### YOUR ASSIGNMENT
Only lines with the string "list" should be returned from the data below.

Items from a data source
○ ○ ○ ○ ○ ○ ○
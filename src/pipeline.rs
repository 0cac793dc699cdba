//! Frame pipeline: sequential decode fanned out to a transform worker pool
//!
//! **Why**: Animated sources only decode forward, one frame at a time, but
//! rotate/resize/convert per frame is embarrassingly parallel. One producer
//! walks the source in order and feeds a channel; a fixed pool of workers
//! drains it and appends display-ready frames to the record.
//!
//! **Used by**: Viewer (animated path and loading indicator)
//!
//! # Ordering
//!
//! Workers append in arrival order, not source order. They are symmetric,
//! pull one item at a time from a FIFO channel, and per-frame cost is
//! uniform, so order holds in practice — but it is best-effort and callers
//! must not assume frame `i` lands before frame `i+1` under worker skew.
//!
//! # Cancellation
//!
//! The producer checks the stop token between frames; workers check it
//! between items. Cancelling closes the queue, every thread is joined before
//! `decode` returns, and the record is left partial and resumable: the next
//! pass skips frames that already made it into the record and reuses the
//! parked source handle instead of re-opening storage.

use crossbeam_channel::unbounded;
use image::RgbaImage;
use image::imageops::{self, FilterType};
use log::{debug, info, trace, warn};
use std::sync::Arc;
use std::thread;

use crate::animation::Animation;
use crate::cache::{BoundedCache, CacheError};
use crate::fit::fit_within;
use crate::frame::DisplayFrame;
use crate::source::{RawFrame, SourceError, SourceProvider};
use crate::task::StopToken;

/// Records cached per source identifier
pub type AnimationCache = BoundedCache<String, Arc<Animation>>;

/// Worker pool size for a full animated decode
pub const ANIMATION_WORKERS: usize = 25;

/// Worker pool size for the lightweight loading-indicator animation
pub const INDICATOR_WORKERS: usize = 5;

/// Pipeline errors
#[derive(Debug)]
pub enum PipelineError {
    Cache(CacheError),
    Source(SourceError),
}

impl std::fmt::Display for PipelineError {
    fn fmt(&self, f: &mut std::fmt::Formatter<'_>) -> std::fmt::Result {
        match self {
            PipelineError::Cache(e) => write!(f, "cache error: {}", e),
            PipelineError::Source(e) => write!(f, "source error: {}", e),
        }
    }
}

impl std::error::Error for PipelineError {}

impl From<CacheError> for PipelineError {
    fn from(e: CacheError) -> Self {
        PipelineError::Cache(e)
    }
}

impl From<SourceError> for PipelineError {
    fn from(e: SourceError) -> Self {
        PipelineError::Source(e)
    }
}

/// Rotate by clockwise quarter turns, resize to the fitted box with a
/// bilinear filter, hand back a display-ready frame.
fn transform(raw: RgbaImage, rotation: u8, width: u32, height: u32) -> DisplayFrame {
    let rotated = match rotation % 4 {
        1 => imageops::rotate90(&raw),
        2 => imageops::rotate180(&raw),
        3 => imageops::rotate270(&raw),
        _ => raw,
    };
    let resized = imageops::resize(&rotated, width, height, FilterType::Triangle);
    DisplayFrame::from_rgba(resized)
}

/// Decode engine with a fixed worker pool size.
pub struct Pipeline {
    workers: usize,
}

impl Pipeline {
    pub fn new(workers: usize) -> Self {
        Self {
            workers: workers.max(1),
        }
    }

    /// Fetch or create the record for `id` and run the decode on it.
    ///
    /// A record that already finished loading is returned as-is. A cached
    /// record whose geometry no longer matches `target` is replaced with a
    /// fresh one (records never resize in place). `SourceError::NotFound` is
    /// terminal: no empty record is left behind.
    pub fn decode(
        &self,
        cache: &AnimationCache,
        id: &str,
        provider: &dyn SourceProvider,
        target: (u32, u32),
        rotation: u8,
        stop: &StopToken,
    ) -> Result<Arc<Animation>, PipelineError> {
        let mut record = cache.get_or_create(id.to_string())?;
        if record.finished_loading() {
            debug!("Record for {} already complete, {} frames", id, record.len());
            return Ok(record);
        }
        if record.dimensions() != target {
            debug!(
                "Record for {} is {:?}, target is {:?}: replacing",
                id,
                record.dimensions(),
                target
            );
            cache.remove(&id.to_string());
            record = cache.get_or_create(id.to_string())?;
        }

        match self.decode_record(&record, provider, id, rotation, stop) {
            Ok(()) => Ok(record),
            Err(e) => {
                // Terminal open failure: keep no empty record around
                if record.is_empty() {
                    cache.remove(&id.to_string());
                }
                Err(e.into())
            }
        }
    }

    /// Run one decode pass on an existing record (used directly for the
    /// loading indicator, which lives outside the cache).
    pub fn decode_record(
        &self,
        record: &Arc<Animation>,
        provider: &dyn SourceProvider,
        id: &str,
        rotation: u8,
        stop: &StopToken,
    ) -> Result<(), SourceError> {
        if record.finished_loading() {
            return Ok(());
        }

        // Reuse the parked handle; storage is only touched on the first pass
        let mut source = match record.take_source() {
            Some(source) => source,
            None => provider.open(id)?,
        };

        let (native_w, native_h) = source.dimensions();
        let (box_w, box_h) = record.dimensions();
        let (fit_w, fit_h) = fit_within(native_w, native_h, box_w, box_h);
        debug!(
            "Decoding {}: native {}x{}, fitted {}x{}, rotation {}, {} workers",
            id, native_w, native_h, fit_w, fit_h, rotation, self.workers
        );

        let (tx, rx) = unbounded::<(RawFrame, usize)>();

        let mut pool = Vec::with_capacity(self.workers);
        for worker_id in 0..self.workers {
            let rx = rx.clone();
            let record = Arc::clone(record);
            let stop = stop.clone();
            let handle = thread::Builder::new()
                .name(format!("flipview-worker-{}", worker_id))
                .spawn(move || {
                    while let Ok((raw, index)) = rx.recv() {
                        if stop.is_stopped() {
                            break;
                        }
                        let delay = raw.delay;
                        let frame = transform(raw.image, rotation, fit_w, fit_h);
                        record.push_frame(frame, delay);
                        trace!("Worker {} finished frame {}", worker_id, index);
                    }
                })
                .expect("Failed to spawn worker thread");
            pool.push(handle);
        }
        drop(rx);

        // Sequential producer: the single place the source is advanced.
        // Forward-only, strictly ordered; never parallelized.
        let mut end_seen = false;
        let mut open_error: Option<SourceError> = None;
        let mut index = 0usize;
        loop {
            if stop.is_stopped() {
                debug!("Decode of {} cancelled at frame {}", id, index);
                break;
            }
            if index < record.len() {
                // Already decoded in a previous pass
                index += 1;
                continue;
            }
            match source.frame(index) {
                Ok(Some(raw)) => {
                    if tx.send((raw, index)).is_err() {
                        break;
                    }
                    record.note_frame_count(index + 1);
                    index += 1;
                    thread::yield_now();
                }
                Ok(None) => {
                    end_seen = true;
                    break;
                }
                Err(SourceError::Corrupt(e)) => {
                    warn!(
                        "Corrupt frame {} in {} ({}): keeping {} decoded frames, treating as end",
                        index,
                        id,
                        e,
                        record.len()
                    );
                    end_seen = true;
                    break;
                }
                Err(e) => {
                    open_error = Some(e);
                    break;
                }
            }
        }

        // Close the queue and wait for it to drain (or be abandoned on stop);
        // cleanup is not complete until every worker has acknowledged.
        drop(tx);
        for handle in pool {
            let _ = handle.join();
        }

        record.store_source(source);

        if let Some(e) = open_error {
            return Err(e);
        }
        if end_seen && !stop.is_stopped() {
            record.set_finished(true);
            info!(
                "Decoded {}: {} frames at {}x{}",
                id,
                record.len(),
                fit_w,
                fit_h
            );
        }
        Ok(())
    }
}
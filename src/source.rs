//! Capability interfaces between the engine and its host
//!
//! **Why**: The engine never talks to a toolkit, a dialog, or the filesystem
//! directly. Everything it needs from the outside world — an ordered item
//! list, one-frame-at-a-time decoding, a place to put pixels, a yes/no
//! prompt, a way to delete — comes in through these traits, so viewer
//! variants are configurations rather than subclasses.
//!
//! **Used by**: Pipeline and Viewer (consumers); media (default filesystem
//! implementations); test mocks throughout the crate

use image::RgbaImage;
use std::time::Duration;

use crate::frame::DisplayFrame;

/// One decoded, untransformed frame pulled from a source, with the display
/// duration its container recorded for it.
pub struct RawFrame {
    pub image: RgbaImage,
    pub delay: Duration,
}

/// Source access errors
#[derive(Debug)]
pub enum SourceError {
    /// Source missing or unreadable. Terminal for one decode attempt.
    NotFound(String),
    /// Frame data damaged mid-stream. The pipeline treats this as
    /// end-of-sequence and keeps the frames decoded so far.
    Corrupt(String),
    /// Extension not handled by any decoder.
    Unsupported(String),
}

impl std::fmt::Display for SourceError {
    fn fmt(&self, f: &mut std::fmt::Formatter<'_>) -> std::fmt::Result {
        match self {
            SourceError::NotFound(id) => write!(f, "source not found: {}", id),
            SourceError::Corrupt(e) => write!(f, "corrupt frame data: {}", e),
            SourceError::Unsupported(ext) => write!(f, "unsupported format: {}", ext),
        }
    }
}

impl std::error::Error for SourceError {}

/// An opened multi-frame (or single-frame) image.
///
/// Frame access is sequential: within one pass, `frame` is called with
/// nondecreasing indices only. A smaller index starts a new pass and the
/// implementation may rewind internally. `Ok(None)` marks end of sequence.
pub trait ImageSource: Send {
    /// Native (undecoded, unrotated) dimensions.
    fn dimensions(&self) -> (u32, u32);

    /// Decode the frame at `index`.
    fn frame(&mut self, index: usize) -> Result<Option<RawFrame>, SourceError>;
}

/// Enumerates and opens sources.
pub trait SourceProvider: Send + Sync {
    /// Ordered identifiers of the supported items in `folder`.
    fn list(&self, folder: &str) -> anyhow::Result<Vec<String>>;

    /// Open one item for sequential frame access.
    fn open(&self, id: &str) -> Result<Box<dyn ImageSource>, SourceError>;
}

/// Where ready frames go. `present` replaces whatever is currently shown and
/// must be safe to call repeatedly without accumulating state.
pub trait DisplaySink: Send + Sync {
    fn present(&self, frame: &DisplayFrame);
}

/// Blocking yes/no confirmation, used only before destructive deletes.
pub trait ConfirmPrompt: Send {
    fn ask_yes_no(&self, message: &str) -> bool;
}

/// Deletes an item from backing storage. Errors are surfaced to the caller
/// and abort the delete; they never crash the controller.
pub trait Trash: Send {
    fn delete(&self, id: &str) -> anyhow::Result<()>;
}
○ ○ ○ ○ ○ ○ ○
### ANSWER SECTION
//! list, one-frame-at-a-time decoding, a place to put pixels, a yes/no
    fn list(&self, folder: &str) -> anyhow::Result<Vec<String>>;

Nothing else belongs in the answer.